Hello again, FWR friends. Welcome to the latest installment of our “First Looks” series, which highlights soon-to-be released books that have piqued my interest as a reader-who-writes. We publish “First Looks” here on the FWR blog around the 15th of each month, and as always, I’d love to hear your comments and your recommendations of forthcoming titles. Please drop me a line anytime: erika(at)fictionwritersreview(dot)com, and thanks in advance.
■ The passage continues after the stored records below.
use super::*;
use anyhow::anyhow;
use std::process::{ExitCode, Termination};

#[test]
fn test_config_error_display() {
    let err = CliError::ConfigError("bad config".to_string());
    assert_eq!(format!("{}", err), "Configuration error: bad config");
}

#[test]
fn test_auth_error_display() {
    let err = CliError::AuthError("bad auth".to_string());
    assert_eq!(format!("{}", err), "Authentication error: bad auth");
}

#[test]
fn test_network_error_display() {
    let err = CliError::NetworkError("net fail".to_string());
    assert_eq!(format!("{}", err), "Network error: net fail");
}

#[test]
fn test_invalid_arguments_display() {
    let err = CliError::InvalidArguments("bad arg".to_string());
    assert_eq!(format!("{}", err), "Invalid arguments: bad arg");
}

#[test]
fn test_other_error_display() {
    let err = CliError::Other("other".to_string());
    assert_eq!(format!("{}", err), "Error: other");
}

#[test]
fn test_from_anyhow_error() {
    let err: CliError = anyhow!("anyhow error").into();
    assert!(matches!(err, CliError::Other(_)));
}

#[test]
fn test_from_platform_error() {
    let auth: CliError = PlatformError::AuthError("status 401".to_string()).into();
    assert!(matches!(auth, CliError::AuthError(_)));

    let project: CliError = PlatformError::InvalidProjectRef("owner".to_string()).into();
    assert!(matches!(project, CliError::InvalidArguments(_)));

    let network: Vec<CliError> = vec![
        PlatformError::ApiError("status 500".to_string()).into(),
        PlatformError::DeliveryFailed(400, "no_text".to_string()).into(),
        PlatformError::InvalidResponse.into(),
        PlatformError::NotFound("/projects/1".to_string()).into(),
        PlatformError::RateLimitExceeded.into(),
        PlatformError::Transport("connection refused".to_string()).into(),
    ];
    for err in network {
        assert!(matches!(err, CliError::NetworkError(_)), "{:?}", err);
    }
}

#[test]
fn test_from_review_bot_error() {
    let config: CliError = ReviewBotError::ConfigError("reviewers".to_string()).into();
    assert!(matches!(config, CliError::ConfigError(_)));

    let template: CliError = ReviewBotError::TemplateError("{nope}".to_string()).into();
    assert!(matches!(template, CliError::ConfigError(_)));

    let provider: CliError =
        ReviewBotError::GitProviderError(PlatformError::AuthError("401".to_string())).into();
    assert!(matches!(provider, CliError::AuthError(_)));
}

fn exit_code(err: CliError) -> String {
    format!("{:?}", err.report())
}

#[test]
fn test_exit_codes() {
    let code = |c: u8| format!("{:?}", ExitCode::from(c));

    assert_eq!(exit_code(CliError::ConfigError(String::new())), code(2));
    assert_eq!(exit_code(CliError::AuthError(String::new())), code(3));
    assert_eq!(exit_code(CliError::NetworkError(String::new())), code(4));
    assert_eq!(exit_code(CliError::InvalidArguments(String::new())), code(5));
    assert_eq!(
        exit_code(CliError::Other(String::new())),
        format!("{:?}", ExitCode::FAILURE)
    );
}
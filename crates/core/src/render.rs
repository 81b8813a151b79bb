//! # Message Rendering
//!
//! Turns the reminders of one project into the Markdown message posted to
//! chat.
//!
//! A [`MessageTemplate`] has three parts:
//! - `header`: printed once, may use `{project}`, `{project_url}` and
//!   `{project_avatar}`
//! - `reminder`: printed once per reminder, may additionally use `{title}`,
//!   `{url}`, `{discussions}`, `{reactions}`, `{missing}` and `{owner}`
//! - `all_reviewed`: replaces `{missing}` when nobody is missing, may use the
//!   same placeholders as `reminder` except `{missing}`
//!
//! Templates are loaded from TOML. Every part is optional in the file and
//! falls back to the platform default:
//!
//! ```toml
//! all_reviewed = "Ready to merge, {owner}!"
//! ```

use std::fs;
use std::path::Path;

use indoc::{formatdoc, indoc};
use lazy_static::lazy_static;
use regex::{Captures, Regex};
use review_bot_developer_platforms::models::{Platform, Project};
use serde::{Deserialize, Serialize};
use tracing::debug;

use crate::errors::ReviewBotError;
use crate::Reminder;

#[cfg(test)]
#[path = "render_tests.rs"]
mod tests;

lazy_static! {
    /// Matches a `{name}` placeholder and captures the name
    pub static ref PLACEHOLDER_REGEX: Regex =
        Regex::new(r"\{([A-Za-z0-9_]*)\}").expect("Failed to compile placeholder regex");
}

const HEADER_PLACEHOLDERS: &[&str] = &["project", "project_url", "project_avatar"];

const REMINDER_PLACEHOLDERS: &[&str] = &[
    "project",
    "project_url",
    "project_avatar",
    "title",
    "url",
    "discussions",
    "reactions",
    "missing",
    "owner",
];

const ALL_REVIEWED_PLACEHOLDERS: &[&str] = &[
    "project",
    "project_url",
    "project_avatar",
    "title",
    "url",
    "discussions",
    "reactions",
    "owner",
];

const GITLAB_HOW_TO: &str = "Got reminded? Just normally review the given merge request with 👍/👎 or use 😴 if you don't want to receive a reminder about this merge request.";

const GITHUB_HOW_TO: &str = "Got reminded? Just normally review the given pull request.";

/// The layout of a reminder message.
#[derive(Debug, Clone, PartialEq, Eq, Serialize, Deserialize)]
pub struct MessageTemplate {
    /// Printed once at the top of the message
    pub header: String,

    /// Printed once per reminder
    pub reminder: String,

    /// Printed in place of `{missing}` when every reviewer has responded
    pub all_reviewed: String,
}

/// The template parts a file may override.
#[derive(Debug, Default, Deserialize)]
#[serde(deny_unknown_fields)]
struct TemplateOverrides {
    header: Option<String>,
    reminder: Option<String>,
    all_reviewed: Option<String>,
}

impl MessageTemplate {
    /// The default Markdown layout for `platform`.
    pub fn default_for(platform: Platform) -> Self {
        let (title_prefix, how_to) = match platform {
            Platform::GitLab => ("{project_avatar}", GITLAB_HOW_TO),
            Platform::GitHub => ("", GITHUB_HOW_TO),
        };

        let header = formatdoc!(
            "
            # {title_prefix}[{{project}}]({{project_url}})

            **How-To**: *{how_to}*

            ---

            ",
            title_prefix = title_prefix,
            how_to = how_to
        );

        let reminder = indoc!(
            "
            **[{title}]({url})**
            {discussions}{reactions}{missing}
            "
        );

        Self {
            header,
            reminder: reminder.to_string(),
            all_reviewed: "You got all reviews, {owner}.".to_string(),
        }
    }

    /// Parses a TOML template, filling the parts it leaves out from the
    /// default for `platform`.
    ///
    /// # Errors
    ///
    /// `TemplateError` when the TOML is malformed, names an unknown part, or
    /// uses a placeholder the part does not support.
    ///
    /// # Examples
    ///
    /// ```
    /// use review_bot_core::render::MessageTemplate;
    /// use review_bot_developer_platforms::models::Platform;
    ///
    /// let template = MessageTemplate::from_toml(
    ///     r#"all_reviewed = "Merge it, {owner}!""#,
    ///     Platform::GitLab,
    /// ).unwrap();
    /// assert_eq!(template.all_reviewed, "Merge it, {owner}!");
    ///
    /// assert!(MessageTemplate::from_toml(r#"header = "{nope}""#, Platform::GitLab).is_err());
    /// ```
    pub fn from_toml(content: &str, platform: Platform) -> Result<Self, ReviewBotError> {
        let overrides: TemplateOverrides = toml::from_str(content).map_err(|e| {
            ReviewBotError::TemplateError(format!("Failed to parse template: {}", e))
        })?;

        let defaults = Self::default_for(platform);
        let template = Self {
            header: overrides.header.unwrap_or(defaults.header),
            reminder: overrides.reminder.unwrap_or(defaults.reminder),
            all_reviewed: overrides.all_reviewed.unwrap_or(defaults.all_reviewed),
        };

        template.validate()?;
        Ok(template)
    }

    /// Loads a TOML template file.
    pub fn load(path: &Path, platform: Platform) -> Result<Self, ReviewBotError> {
        debug!("Loading template from {:?}", path);

        let content = fs::read_to_string(path).map_err(|e| {
            ReviewBotError::TemplateError(format!(
                "Failed to read template file {:?}: {}",
                path, e
            ))
        })?;

        Self::from_toml(&content, platform)
    }

    /// Checks that every part only uses the placeholders it supports.
    pub fn validate(&self) -> Result<(), ReviewBotError> {
        check_placeholders("header", &self.header, HEADER_PLACEHOLDERS)?;
        check_placeholders("reminder", &self.reminder, REMINDER_PLACEHOLDERS)?;
        check_placeholders("all_reviewed", &self.all_reviewed, ALL_REVIEWED_PLACEHOLDERS)
    }

    /// Renders the full message for `project`.
    ///
    /// The header is followed by the reminders, separated by blank lines, in
    /// the order given.
    pub fn render(&self, project: &Project, reminders: &[Reminder]) -> String {
        let mut message = substitute(&self.header, |name| project_value(project, name));

        let rendered: Vec<String> = reminders
            .iter()
            .map(|r| self.render_reminder(project, r))
            .collect();
        message.push_str(&rendered.join("\n"));

        message
    }

    fn render_reminder(&self, project: &Project, reminder: &Reminder) -> String {
        let value = |name: &str| match name {
            "title" => Some(reminder.request.title.clone()),
            "url" => Some(reminder.request.url.clone()),
            "owner" => Some(reminder.responsible_person.clone()),
            "discussions" => Some(discussions_fragment(reminder.open_discussions)),
            "reactions" => Some(reactions_fragment(reminder)),
            _ => project_value(project, name),
        };

        let missing = if reminder.missing_reviewers.is_empty() {
            substitute(&self.all_reviewed, value)
        } else {
            reminder.missing_reviewers.join(" ")
        };

        substitute(&self.reminder, |name| match name {
            "missing" => Some(missing.clone()),
            other => value(other),
        })
    }
}

fn check_placeholders(part: &str, text: &str, allowed: &[&str]) -> Result<(), ReviewBotError> {
    for caps in PLACEHOLDER_REGEX.captures_iter(text) {
        let name = &caps[1];
        if !allowed.contains(&name) {
            return Err(ReviewBotError::TemplateError(format!(
                "Unknown placeholder '{{{}}}' in {}",
                name, part
            )));
        }
    }

    Ok(())
}

/// Replaces every placeholder in one pass, so substituted values are never
/// expanded again. Placeholders without a value are left as they are.
fn substitute<F>(text: &str, value: F) -> String
where
    F: Fn(&str) -> Option<String>,
{
    PLACEHOLDER_REGEX
        .replace_all(text, |caps: &Captures| {
            value(&caps[1]).unwrap_or_else(|| caps[0].to_string())
        })
        .into_owned()
}

fn project_value(project: &Project, name: &str) -> Option<String> {
    match name {
        "project" => Some(project.name.clone()),
        "project_url" => Some(project.web_url.clone()),
        "project_avatar" => Some(match project.avatar_url.as_deref() {
            Some(url) if !url.is_empty() => format!("![]({} =40x) ", url),
            _ => String::new(),
        }),
        _ => None,
    }
}

fn discussions_fragment(open_discussions: usize) -> String {
    if open_discussions == 0 {
        String::new()
    } else {
        format!("{} 💬 ", open_discussions)
    }
}

fn reactions_fragment(reminder: &Reminder) -> String {
    reminder
        .reactions
        .iter()
        .map(|(name, count)| format!("{} {} ", count, emoji_code(name)))
        .collect()
}

/// Wraps a reaction name in colons unless it already carries them.
fn emoji_code(name: &str) -> String {
    if name.len() > 1 && name.starts_with(':') && name.ends_with(':') {
        name.to_string()
    } else {
        format!(":{}:", name)
    }
}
I don’t recall when or where I first heard about Ayana Mathis’s debut novel, but it was well before Oprah anointed it as her latest book-club pick. Kirkus is describing it as a collection of linked stories, though I won’t know which label seems best until I read the book for myself. But I remember that the description of The Twelve Tribes of Hattie, which Knopf had planned to publish in mid-January but released early after Oprah’s announcement, as a story of the Great Migration, appealed to the historian in me. The prepub reviews are filled with stars and praise. One example: “Mathis writes with blazing insight into the complexities of sexuality, marriage, family relationships, backbone, fraudulence, and racism in a molten novel of lives racked with suffering yet suffused with beauty,” says Booklist‘s Donna Seaman.

Next up: Here at FWR, we are especially proud of Mirsolav Penkov for winning the BBC Short Story Award. So it’s wonderful to see that Penkov’s story–along with those of the shortlisted writers–will soon be available in anthology form: The BBC International Short Story Award 2012 will be released here in the U.S. in early January. (Also included in this volume: a story by Deborah Levy, who was short-listed for this year’s Man Booker Prize.)